// services/farm-dash/src/ui/risk.rs

use farmkit::theme::{risk_color, Palette, Rgb, AMBER, BLUE, GREEN, RED};
use farmkit::views::{self, TrendRow};
use ratatui::{prelude::*, symbols::Marker, widgets::*};

use super::components::{self, color};
use crate::app::App;

pub fn draw(frame: &mut Frame, area: Rect, app: &App, palette: &Palette) {
    let [header, trend, factors] = Layout::vertical([
        Constraint::Length(3),
        Constraint::Length(14),
        Constraint::Min(6),
    ])
    .areas(area);

    draw_header(frame, header, app, palette);
    draw_trend(frame, trend, app, palette);
    draw_factors(frame, factors, app, palette);
}

fn draw_header(frame: &mut Frame, area: Rect, app: &App, palette: &Palette) {
    let risk = &app.session.dashboard.risk;
    let level = risk_color(risk.overall_risk);

    let line = Line::from(vec![
        Span::styled("Overall Risk: ", Style::default().fg(color(palette.muted))),
        Span::styled(
            format!(" {} ", risk.overall_risk.label()),
            Style::default()
                .fg(color(level))
                .bg(color(palette.risk_background(risk.overall_risk)))
                .bold(),
        ),
        Span::raw("   "),
        Span::styled("Risk Score: ", Style::default().fg(color(palette.muted))),
        Span::styled(format!("{}/100", risk.risk_score), Style::default().fg(color(level)).bold()),
        Span::raw("   "),
        Span::styled(
            format!("{} high-risk factors", views::high_risk_count(risk)),
            Style::default().fg(color(palette.text)),
        ),
    ]);

    frame.render_widget(
        Paragraph::new(line).block(components::card("Risk Assessment", palette)),
        area,
    );
}

fn points(rows: &[TrendRow], value: fn(&TrendRow) -> u32) -> Vec<(f64, f64)> {
    rows.iter()
        .enumerate()
        .map(|(i, row)| (i as f64, value(row) as f64))
        .collect()
}

fn trend_line<'a>(name: &'static str, data: &'a [(f64, f64)], rgb: Rgb) -> Dataset<'a> {
    Dataset::default()
        .name(name)
        .marker(Marker::Braille)
        .graph_type(GraphType::Line)
        .style(Style::default().fg(color(rgb)))
        .data(data)
}

fn draw_trend(frame: &mut Frame, area: Rect, app: &App, palette: &Palette) {
    let rows = views::trend_series(&app.session.dashboard.risk);

    let overall = points(&rows, |r| r.overall);
    let weather = points(&rows, |r| r.weather);
    let pest = points(&rows, |r| r.pest);
    let water = points(&rows, |r| r.water);

    let datasets = vec![
        trend_line("Overall", &overall, RED),
        trend_line("Weather", &weather, BLUE),
        trend_line("Pest", &pest, AMBER),
        trend_line("Water", &water, GREEN),
    ];

    let first = rows.first().map(|r| r.date.clone()).unwrap_or_default();
    let last = rows.last().map(|r| r.date.clone()).unwrap_or_default();
    let muted = Style::default().fg(color(palette.muted));

    let chart = Chart::new(datasets)
        .block(components::card("30-Day Risk Trend", palette))
        .x_axis(
            Axis::default()
                .style(muted)
                .bounds([0.0, rows.len().saturating_sub(1).max(1) as f64])
                .labels(vec![first, last]),
        )
        .y_axis(
            Axis::default()
                .style(muted)
                .bounds([0.0, 100.0])
                .labels(vec!["0", "50", "100"]),
        );

    frame.render_widget(chart, area);
}

fn draw_factors(frame: &mut Frame, area: Rect, app: &App, palette: &Palette) {
    let factors = &app.session.dashboard.risk.factors;
    let muted = Style::default().fg(color(palette.muted));

    let mut lines = Vec::new();
    for factor in factors.iter().skip(app.scroll_offset) {
        lines.push(Line::from(vec![
            Span::styled(factor.kind.clone(), Style::default().fg(color(palette.heading)).bold()),
            Span::raw("  "),
            Span::styled(
                format!(" {} ", factor.risk.label()),
                Style::default()
                    .fg(color(risk_color(factor.risk)))
                    .bg(color(palette.risk_background(factor.risk))),
            ),
            Span::styled(format!("  score {}", factor.score), muted),
            Span::styled(
                format!("  impact {} / probability {}", factor.impact, factor.probability),
                muted,
            ),
        ]));
        lines.push(Line::from(Span::raw(factor.description.clone())));
        for recommendation in &factor.recommendations {
            lines.push(Line::from(vec![
                Span::styled("  • ", Style::default().fg(color(GREEN))),
                Span::raw(recommendation.clone()),
            ]));
        }
        lines.push(Line::from(""));
    }

    let paragraph = Paragraph::new(lines)
        .block(components::card("Risk Factors", palette))
        .wrap(Wrap { trim: false });

    frame.render_widget(paragraph, area);
}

——————————

__Problem__. The complete listing must be printed again exactly as given.

__Task output__.
// services/farm-dash/src/ui/risk.rs

use farmkit::theme::{risk_color, Palette, Rgb, AMBER, BLUE, GREEN, RED};
use farmkit::views::{self, TrendRow};
use ratatui::{prelude::*, symbols::Marker, widgets::*};

use super::components::{self, color};
use crate::app::App;

pub fn draw(frame: &mut Frame, area: Rect, app: &App, palette: &Palette) {
    let [header, trend, factors] = Layout::vertical([
        Constraint::Length(3),
        Constraint::Length(14),
        Constraint::Min(6),
    ])
    .areas(area);

    draw_header(frame, header, app, palette);
    draw_trend(frame, trend, app, palette);
    draw_factors(frame, factors, app, palette);
}

fn draw_header(frame: &mut Frame, area: Rect, app: &App, palette: &Palette) {
    let risk = &app.session.dashboard.risk;
    let level = risk_color(risk.overall_risk);

    let line = Line::from(vec![
        Span::styled("Overall Risk: ", Style::default().fg(color(palette.muted))),
        Span::styled(
            format!(" {} ", risk.overall_risk.label()),
            Style::default()
                .fg(color(level))
                .bg(color(palette.risk_background(risk.overall_risk)))
                .bold(),
        ),
        Span::raw("   "),
        Span::styled("Risk Score: ", Style::default().fg(color(palette.muted))),
        Span::styled(format!("{}/100", risk.risk_score), Style::default().fg(color(level)).bold()),
        Span::raw("   "),
        Span::styled(
            format!("{} high-risk factors", views::high_risk_count(risk)),
            Style::default().fg(color(palette.text)),
        ),
    ]);

    frame.render_widget(
        Paragraph::new(line).block(components::card("Risk Assessment", palette)),
        area,
    );
}

fn points(rows: &[TrendRow], value: fn(&TrendRow) -> u32) -> Vec<(f64, f64)> {
    rows.iter()
        .enumerate()
        .map(|(i, row)| (i as f64, value(row) as f64))
        .collect()
}

fn trend_line<'a>(name: &'static str, data: &'a [(f64, f64)], rgb: Rgb) -> Dataset<'a> {
    Dataset::default()
        .name(name)
        .marker(Marker::Braille)
        .graph_type(GraphType::Line)
        .style(Style::default().fg(color(rgb)))
        .data(data)
}

fn draw_trend(frame: &mut Frame, area: Rect, app: &App, palette: &Palette) {
    let rows = views::trend_series(&app.session.dashboard.risk);

    let overall = points(&rows, |r| r.overall);
    let weather = points(&rows, |r| r.weather);
    let pest = points(&rows, |r| r.pest);
    let water = points(&rows, |r| r.water);

    let datasets = vec![
        trend_line("Overall", &overall, RED),
        trend_line("Weather", &weather, BLUE),
        trend_line("Pest", &pest, AMBER),
        trend_line("Water", &water, GREEN),
    ];

    let first = rows.first().map(|r| r.date.clone()).unwrap_or_default();
    let last = rows.last().map(|r| r.date.clone()).unwrap_or_default();
    let muted = Style::default().fg(color(palette.muted));

    let chart = Chart::new(datasets)
        .block(components::card("30-Day Risk Trend", palette))
        .x_axis(
            Axis::default()
                .style(muted)
                .bounds([0.0, rows.len().saturating_sub(1).max(1) as f64])
                .labels(vec![first, last]),
        )
        .y_axis(
            Axis::default()
                .style(muted)
                .bounds([0.0, 100.0])
                .labels(vec!["0", "50", "100"]),
        );

    frame.render_widget(chart, area);
}

fn draw_factors(frame: &mut Frame, area: Rect, app: &App, palette: &Palette) {
    let factors = &app.session.dashboard.risk.factors;
    let muted = Style::default().fg(color(palette.muted));

    let mut lines = Vec::new();
    for factor in factors.iter().skip(app.scroll_offset) {
        lines.push(Line::from(vec![
            Span::styled(factor.kind.clone(), Style::default().fg(color(palette.heading)).bold()),
            Span::raw("  "),
            Span::styled(
                format!(" {} ", factor.risk.label()),
                Style::default()
                    .fg(color(risk_color(factor.risk)))
                    .bg(color(palette.risk_background(factor.risk))),
            ),
            Span::styled(format!("  score {}", factor.score), muted),
            Span::styled(
                format!("  impact {} / probability {}", factor.impact, factor.probability),
                muted,
            ),
        ]));
        lines.push(Line::from(Span::raw(factor.description.clone())));
        for recommendation in &factor.recommendations {
            lines.push(Line::from(vec![
                Span::styled("  • ", Style::default().fg(color(GREEN))),
                Span::raw(recommendation.clone()),
            ]));
        }
        lines.push(Line::from(""));
    }

    let paragraph = Paragraph::new(lines)
        .block(components::card("Risk Factors", palette))
        .wrap(Wrap { trim: false });

    frame.render_widget(paragraph, area);
}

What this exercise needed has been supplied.